=== EXTRACTED INFORMATION ===

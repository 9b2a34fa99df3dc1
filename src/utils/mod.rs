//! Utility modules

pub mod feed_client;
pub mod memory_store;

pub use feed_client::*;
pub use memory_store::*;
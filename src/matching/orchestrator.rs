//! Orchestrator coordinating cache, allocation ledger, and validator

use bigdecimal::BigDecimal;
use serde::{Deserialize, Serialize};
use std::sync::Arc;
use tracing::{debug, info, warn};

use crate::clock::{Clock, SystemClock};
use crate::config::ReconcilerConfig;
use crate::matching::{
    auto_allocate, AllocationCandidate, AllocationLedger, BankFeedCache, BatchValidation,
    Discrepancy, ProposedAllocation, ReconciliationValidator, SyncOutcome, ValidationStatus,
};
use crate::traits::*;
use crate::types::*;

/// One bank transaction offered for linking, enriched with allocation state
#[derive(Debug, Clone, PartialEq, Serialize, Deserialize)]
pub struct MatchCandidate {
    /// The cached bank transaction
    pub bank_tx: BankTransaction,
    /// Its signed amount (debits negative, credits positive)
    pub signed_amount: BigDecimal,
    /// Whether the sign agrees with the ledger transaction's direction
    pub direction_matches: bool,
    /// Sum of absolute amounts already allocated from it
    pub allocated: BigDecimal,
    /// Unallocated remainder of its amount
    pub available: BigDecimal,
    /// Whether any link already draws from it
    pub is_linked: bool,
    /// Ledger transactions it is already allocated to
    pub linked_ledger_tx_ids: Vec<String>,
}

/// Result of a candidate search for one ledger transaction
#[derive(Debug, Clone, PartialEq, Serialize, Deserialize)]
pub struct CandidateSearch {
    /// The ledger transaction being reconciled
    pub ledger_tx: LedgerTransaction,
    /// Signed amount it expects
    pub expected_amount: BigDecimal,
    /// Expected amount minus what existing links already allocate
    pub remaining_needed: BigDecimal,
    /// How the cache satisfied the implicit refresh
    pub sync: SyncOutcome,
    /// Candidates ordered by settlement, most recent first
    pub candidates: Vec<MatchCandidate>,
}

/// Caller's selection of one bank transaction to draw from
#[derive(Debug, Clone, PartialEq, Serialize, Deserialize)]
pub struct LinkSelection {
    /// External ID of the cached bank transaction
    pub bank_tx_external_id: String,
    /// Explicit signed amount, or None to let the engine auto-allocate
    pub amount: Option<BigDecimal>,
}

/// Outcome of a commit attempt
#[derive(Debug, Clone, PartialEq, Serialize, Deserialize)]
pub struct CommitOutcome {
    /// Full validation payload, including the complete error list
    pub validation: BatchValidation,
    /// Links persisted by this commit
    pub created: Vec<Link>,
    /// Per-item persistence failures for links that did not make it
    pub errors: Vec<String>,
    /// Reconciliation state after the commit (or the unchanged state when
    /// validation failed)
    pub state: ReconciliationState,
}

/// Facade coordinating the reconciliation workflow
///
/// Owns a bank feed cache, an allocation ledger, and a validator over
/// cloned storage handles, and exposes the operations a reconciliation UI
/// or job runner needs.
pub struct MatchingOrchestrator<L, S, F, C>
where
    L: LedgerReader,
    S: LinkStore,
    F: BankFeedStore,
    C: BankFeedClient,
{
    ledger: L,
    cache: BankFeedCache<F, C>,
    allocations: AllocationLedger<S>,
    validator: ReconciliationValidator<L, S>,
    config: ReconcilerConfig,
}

=== TASK INSTRUCTIONS ===
Set all of the records down again, exactly as they stand.

=== WORKED SOLUTION ===
repository 9b2a34fa99df3dc1
filename src/utils/mod.rs
//! Utility modules

pub mod feed_client;
pub mod memory_store;

pub use feed_client::*;
pub use memory_store::*;
filename src/matching/orchestrator.rs
//! Orchestrator coordinating cache, allocation ledger, and validator

use bigdecimal::BigDecimal;
use serde::{Deserialize, Serialize};
use std::sync::Arc;
use tracing::{debug, info, warn};

use crate::clock::{Clock, SystemClock};
use crate::config::ReconcilerConfig;
use crate::matching::{
    auto_allocate, AllocationCandidate, AllocationLedger, BankFeedCache, BatchValidation,
    Discrepancy, ProposedAllocation, ReconciliationValidator, SyncOutcome, ValidationStatus,
};
use crate::traits::*;
use crate::types::*;

/// One bank transaction offered for linking, enriched with allocation state
#[derive(Debug, Clone, PartialEq, Serialize, Deserialize)]
pub struct MatchCandidate {
    /// The cached bank transaction
    pub bank_tx: BankTransaction,
    /// Its signed amount (debits negative, credits positive)
    pub signed_amount: BigDecimal,
    /// Whether the sign agrees with the ledger transaction's direction
    pub direction_matches: bool,
    /// Sum of absolute amounts already allocated from it
    pub allocated: BigDecimal,
    /// Unallocated remainder of its amount
    pub available: BigDecimal,
    /// Whether any link already draws from it
    pub is_linked: bool,
    /// Ledger transactions it is already allocated to
    pub linked_ledger_tx_ids: Vec<String>,
}

/// Result of a candidate search for one ledger transaction
#[derive(Debug, Clone, PartialEq, Serialize, Deserialize)]
pub struct CandidateSearch {
    /// The ledger transaction being reconciled
    pub ledger_tx: LedgerTransaction,
    /// Signed amount it expects
    pub expected_amount: BigDecimal,
    /// Expected amount minus what existing links already allocate
    pub remaining_needed: BigDecimal,
    /// How the cache satisfied the implicit refresh
    pub sync: SyncOutcome,
    /// Candidates ordered by settlement, most recent first
    pub candidates: Vec<MatchCandidate>,
}

/// Caller's selection of one bank transaction to draw from
#[derive(Debug, Clone, PartialEq, Serialize, Deserialize)]
pub struct LinkSelection {
    /// External ID of the cached bank transaction
    pub bank_tx_external_id: String,
    /// Explicit signed amount, or None to let the engine auto-allocate
    pub amount: Option<BigDecimal>,
}

/// Outcome of a commit attempt
#[derive(Debug, Clone, PartialEq, Serialize, Deserialize)]
pub struct CommitOutcome {
    /// Full validation payload, including the complete error list
    pub validation: BatchValidation,
    /// Links persisted by this commit
    pub created: Vec<Link>,
    /// Per-item persistence failures for links that did not make it
    pub errors: Vec<String>,
    /// Reconciliation state after the commit (or the unchanged state when
    /// validation failed)
    pub state: ReconciliationState,
}

/// Facade coordinating the reconciliation workflow
///
/// Owns a bank feed cache, an allocation ledger, and a validator over
/// cloned storage handles, and exposes the operations a reconciliation UI
/// or job runner needs.
pub struct MatchingOrchestrator<L, S, F, C>
where
    L: LedgerReader,
    S: LinkStore,
    F: BankFeedStore,
    C: BankFeedClient,
{
    ledger: L,
    cache: BankFeedCache<F, C>,
    allocations: AllocationLedger<S>,
    validator: ReconciliationValidator<L, S>,
    config: ReconcilerConfig,
}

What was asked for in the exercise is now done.